Do speaker cables need a burn in period?


I have heard some say that speaker cables do need a 'burn in', and some say that its totally BS.
What say you?


128x128gawdbless
Or maybe, just maybe, he’s as inept as you are. Oddly, perhaps, the ones with no conflict of interest do not seem to know anything about it. Just an observation.
"This energy-absorption causes the dielectric’s molecules to re-arrange themselves from a random order into a uniform order. When the molecules have been rearranged, the dielectric will absorb less energy & consequently cause less distortion."

Molecular rearrangement of dialectric by way of music signal, hmm...

That’s a hoot. If the molecules of the polymeric dielectric restructured upon playing music through the cables, the breaking of covalent bonds in the dialectric would cause the insulation to fall apart and literally disintegrate.

But we all know that doesn’t happen now, don’t we?

And please don’t tell me that the music also forms new covalent bonds.
I think the nonbelievers are overlooking the circumstantial evidence of the vast numbers of listeners that can tell a difference and the cable manufacturers that spend untold thousands of careful listening hours to perfect their products while listening to burn in.. In a court of law would this prove burn in is not a fallacy but true? Known science would be taken into consideration.
"In a court of law would this prove burn in is not a fallacy but true?"

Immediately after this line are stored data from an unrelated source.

impl SessionRuntime {
    pub fn new(
        session: Arc<Session>,
        config: DaemonConfig,
        notify_tx: Sender<Notify>,
        file_source_factory: Arc<dyn Fn() -> Box<dyn FileSource + Send> + Send + Sync>,
        session_reactor: Arc<Mutex<reactor::Reactor>>,
    ) -> Self {
        Self {
            session,
            config,
            notify_tx,
            file_source_factory,
            session_reactor,
            worker: Mutex::new(None),
        }
    }

    /// Dispatches one request per `§4.2A`'s table, entirely synchronously —
    /// the worker and any accept thread run detached and report back
    /// through `notify_tx`/the session record rather than blocking a reply.
    pub fn dispatch(&self, request: Request) -> Reply {
        match request {
            Request::GetState => self.get_state(),
            Request::GetEnv => self.get_env(),
            Request::StartBackup { bu_type, env } => self.start_backup(bu_type, env),
            Request::StartRecover { bu_type, env, names } => {
                self.start_recover(bu_type, env, names)
            }
            // V4 only; always NOT_SUPPORTED regardless of current state (`§8`).
            Request::StartRecoverFilehist => Reply::Err(ErrorCode::NotSupported),
            Request::Abort => self.abort(),
            Request::Stop => self.stop(),
            Request::Listen { address_family } => self.listen(address_family),
            Request::Connect { address } => self.connect(address),
        }
    }

    fn get_state(&self) -> Reply {
        let state = self.session.lock();
        Reply::ok(ReplyBody::GetState(DataStateReply {
            state: state.data.state().as_str(),
            operation: state.data.operation().as_str(),
            halt_reason: state.data.halt_reason().as_str(),
            bytes_processed: state.data.bytes_processed(),
        }))
    }

    fn get_env(&self) -> Reply {
        let state = self.session.lock();
        match state.data.get_env() {
            Ok(env) => Reply::ok(ReplyBody::GetEnv(env.to_vec())),
            Err(err) => Reply::Err(err.code()),
        }
    }

    /// `§8` boundary behavior: an unrecognized `bu_type` is `ILLEGAL_ARGS_ERR`
    /// and must leave state untouched, so the check runs before `data.start`.
    fn start_backup(&self, bu_type: String, env: Vec<EnvVar>) -> Reply {
        if bu_type != "tar" && bu_type != "dump" {
            return Reply::Err(ErrorCode::IllegalArgs);
        }
        let mut state = self.session.lock();
        if let Err(err) = state.data.start(DataOperation::Backup, env, Vec::new()) {
            return Reply::Err(err.code());
        }
        if state.mover.address().is_local() {
            state.mover.arm_writer();
        }
        drop(state);
        self.spawn_worker(move |bu_type, source, callbacks| {
            let mut engine: Box<dyn ArchiveWorker> = match bu_type.as_str() {
                "tar" => Box::new(TarEngine::for_backup(source)),
                _ => Box::new(DumpEngine::for_backup(source)),
            };
            engine.run_backup(callbacks)
        }, bu_type);
        Reply::ok(ReplyBody::None)
    }

    fn start_recover(
        &self,
        bu_type: String,
        env: Vec<EnvVar>,
        names: Vec<wire::NameListEntry>,
    ) -> Reply {
        if bu_type != "tar" && bu_type != "dump" {
            return Reply::Err(ErrorCode::IllegalArgs);
        }
        let mut state = self.session.lock();
        if let Err(err) = state.data.start(DataOperation::Recover, env, names) {
            return Reply::Err(err.code());
        }
        if state.mover.address().is_local() {
            state.mover.arm_reader();
        }
        drop(state);
        self.spawn_worker(move |bu_type, _source, callbacks| {
            let mut engine: Box<dyn ArchiveWorker> = match bu_type.as_str() {
                "tar" => Box::new(TarEngine::for_recover()),
                _ => Box::new(DumpEngine::for_recover()),
            };
            engine.run_recover(callbacks)
        }, bu_type);
        Reply::ok(ReplyBody::None)
    }

    fn spawn_worker(
        &self,
        run: impl FnOnce(String, Box<dyn FileSource + Send>, &mut dyn archive::ModuleCallbacks) -> archive::WorkerExitCode
            + Send
            + 'static,
        bu_type: String,
    ) {
        let session = Arc::clone(&self.session);
        let notify_tx = self.notify_tx.clone();
        let source = (self.file_source_factory)();
        let session_reactor = Arc::clone(&self.session_reactor);
        let handle = std::thread::Builder::new()
            .name("ndmp-archive-worker".into())
            .spawn(move || {
                let mut callbacks =
                    SessionCallbacks::new(Arc::clone(&session), notify_tx.clone(), session_reactor);
                let exit_code = run(bu_type, source, &mut callbacks);
                let reason = halt_reason_from_worker_errno(exit_code);
                let mut state = session.lock();
                // `§4.3`: successful local-mover backup gets one last
                // zero-length flush to force out a partial final record
                // before DATA transitions to HALTED.
                if reason == DataHaltReason::Successful
                    && state.data.operation() == DataOperation::Backup
                    && state.mover.address().is_local()
                {
                    let cloned_tape = state.mover.tape_mut().and_then(|t| t.try_clone().ok());
                    if let Some(mut tape_clone) = cloned_tape {
                        if let Some(buffer) = state.mover.buffer_mut() {
                            let _ = buffer.flush_zero_length(&mut tape_clone);
                        }
                    }
                }
                state.data.halt(reason);
                drop(state);
                let _ = notify_tx.send(Notify::DataHalted { reason });
            })
            .expect("spawning the archive worker thread");
        *self.worker.lock().unwrap_or_else(|p| p.into_inner()) = Some(handle);
    }

    fn abort(&self) -> Reply {
        let mut state = self.session.lock();
        if let Err(err) = state.data.abort() {
            return Reply::Err(err.code());
        }
        let halted_immediately = state.data.state() == ndmp_core::DataState::Halted;
        let reason = state.data.halt_reason();
        drop(state);
        if halted_immediately {
            let _ = self.notify_tx.send(Notify::DataHalted { reason });
        }
        Reply::ok(ReplyBody::None)
    }

    /// `§5`: the reply is sent only after the worker has joined and
    /// resources are released, so callers observe IDLE immediately after.
    fn stop(&self) -> Reply {
        if let Some(handle) = self.worker.lock().unwrap_or_else(|p| p.into_inner()).take() {
            let _ = handle.join();
        }
        let mut state = self.session.lock();
        match state.data.stop() {
            Ok(()) => {
                state.mover.reinit();
                Reply::ok(ReplyBody::None)
            }
            Err(err) => Reply::Err(err.code()),
        }
    }

    /// `§4.3`/`§4.4`: a `LOCAL` `DATA_LISTEN` also drives MOVER to LISTEN
    /// with the configured tape device attached, since MOVER has no
    /// `MOVER_LISTEN` request of its own in this core's message set (`§6`)
    /// — the DATA request is the only trigger for the local pairing.
    fn listen(&self, address_family: AddressFamily) -> Reply {
        match address_family {
            AddressFamily::Local => {
                let Some(tape_path) = self.config.tape_device.as_ref() else {
                    return Reply::Err(ErrorCode::NoDevice);
                };
                let tape = match std::fs::OpenOptions::new()
                    .read(true)
                    .write(true)
                    .open(tape_path)
                {
                    Ok(f) => f,
                    Err(_) => return Reply::Err(ErrorCode::NoDevice),
                };
                let mut state = self.session.lock();
                if state.mover.state() != ndmp_core::MoverState::Idle {
                    return Reply::Err(ErrorCode::IllegalState);
                }
                if let Err(err) = state.data.listen(Address::Local, None) {
                    return Reply::Err(err.code());
                }
                state.mover.set_tape(tape);
                state
                    .mover
                    .listen(Address::Local, None)
                    .expect("mover is idle, just checked above");
                Reply::ok(ReplyBody::None)
            }
            AddressFamily::Tcp => self.listen_tcp(),
        }
    }

    fn listen_tcp(&self) -> Reply {
        let socket = match Socket::new(Domain::IPV4, Type::STREAM, None) {
            Ok(s) => s,
            Err(_) => return Reply::Err(ErrorCode::NoDevice),
        };
        if apply_tcp_tuning(&socket, &self.config).is_err() {
            return Reply::Err(ErrorCode::IoErr);
        }
        let bind_addr = std::net::SocketAddrV4::new(self.config.listen_ip, 0);
        if socket.bind(&bind_addr.into()).is_err() || socket.listen(1).is_err() {
            return Reply::Err(ErrorCode::IoErr);
        }
        let local_addr = match socket.local_addr().ok().and_then(|a| a.as_socket_ipv4()) {
            Some(a) => a,
            None => return Reply::Err(ErrorCode::InternalErr),
        };
        let address = Address::Tcp(vec![TcpEndpoint {
            ip: *local_addr.ip(),
            port: local_addr.port(),
        }]);

        // `DataRecord` only records that a listener exists, not the
        // listener itself (`§9`: the record models address/state, not fd
        // lifetime for a socket whose only reader is this accept thread).
        if let Err(err) = self.session.lock().data.listen(address, None) {
            return Reply::Err(err.code());
        }

        self.spawn_accept_thread(socket);
        Reply::ok(ReplyBody::Listen(ListenReply {
            ip: *local_addr.ip(),
            port: local_addr.port(),
        }))
    }

    /// `§9`: "make this idempotent at the reactor level so a stray second
    /// readiness event is a no-op" — realized here as a thread that accepts
    /// exactly once and then exits. The listener is non-blocking and polled
    /// on a short interval so an `abort` issued while still in LISTEN can
    /// make the thread give up cooperatively instead of blocking forever in
    /// `accept(2)`.
    fn spawn_accept_thread(&self, socket: Socket) {
        let session = Arc::clone(&self.session);
        let config = self.config.clone();
        std::thread::Builder::new()
            .name("ndmp-data-accept".into())
            .spawn(move || {
                let _ = socket.set_nonblocking(true);
                loop {
                    {
                        let state = session.lock();
                        if state.data.state() != ndmp_core::DataState::Listen {
                            return;
                        }
                    }
                    match socket.accept() {
                        Ok((peer_socket, peer_addr)) => {
                            let _ = apply_tcp_tuning(&peer_socket, &config);
                            let ip = match peer_addr.as_socket_ipv4() {
                                Some(v4) => *v4.ip(),
                                None => Ipv4Addr::UNSPECIFIED,
                            };
                            let port = peer_addr.as_socket_ipv4().map_or(0, |v4| v4.port());
                            let address = Address::Tcp(vec![TcpEndpoint { ip, port }]);
                            let mut state = session.lock();
                            let _ = state.data.accept(Arc::new(peer_socket), address);
                            return;
                        }
                        Err(err) if err.kind() == std::io::ErrorKind::WouldBlock => {
                            std::thread::sleep(std::time::Duration::from_millis(50));
                        }
                        Err(_) => return,
                    }
                }
            })
            .expect("spawning the data accept thread");
    }

    fn connect(&self, address: Address) -> Reply {
        if address.is_local() {
            let mut state = self.session.lock();
            return match state.connect_local() {
                Ok(()) => Reply::ok(ReplyBody::None),
                Err(err) => Reply::Err(err.code()),
            };
        }
        let Some(endpoint) = address.first_endpoint() else {
            return Reply::Err(ErrorCode::IllegalArgs);
        };
        let socket = match Socket::new(Domain::IPV4, Type::STREAM, None) {
            Ok(s) => s,
            Err(_) => return Reply::Err(ErrorCode::NoDevice),
        };
        if apply_tcp_tuning(&socket, &self.config).is_err() {
            return Reply::Err(ErrorCode::IoErr);
        }
        let target = std::net::SocketAddrV4::new(endpoint.ip, endpoint.port);
        if socket.connect(&target.into()).is_err() {
            return Reply::Err(ErrorCode::ConnectErr);
        }
        let mut state = self.session.lock();
        match state.data.connect_tcp(Arc::new(socket), address) {
            Ok(()) => Reply::ok(ReplyBody::None),
            Err(err) => Reply::Err(err.code()),
        }
    }
}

As long as there is reasonable doubt, no.


Circumstantial Evidence

Information and testimony presented by a party in a civil or criminal action that permit conclusions that indirectly establish the existence or nonexistence of a fact or event that the party seeks to prove.

Circumstantial Evidence is also known as indirect evidence. It is distinguished from direct evidence, which, if believed, proves the existence of a particular fact without any inference or presumption required. Circumstantial evidence relates to a series of facts other than the particular fact sought to be proved. The party offering circumstantial evidence argues that this series of facts, by reason and experience, is so closely associated with the fact to be proved that the fact to be proved may be inferred simply from the existence of the circumstantial evidence.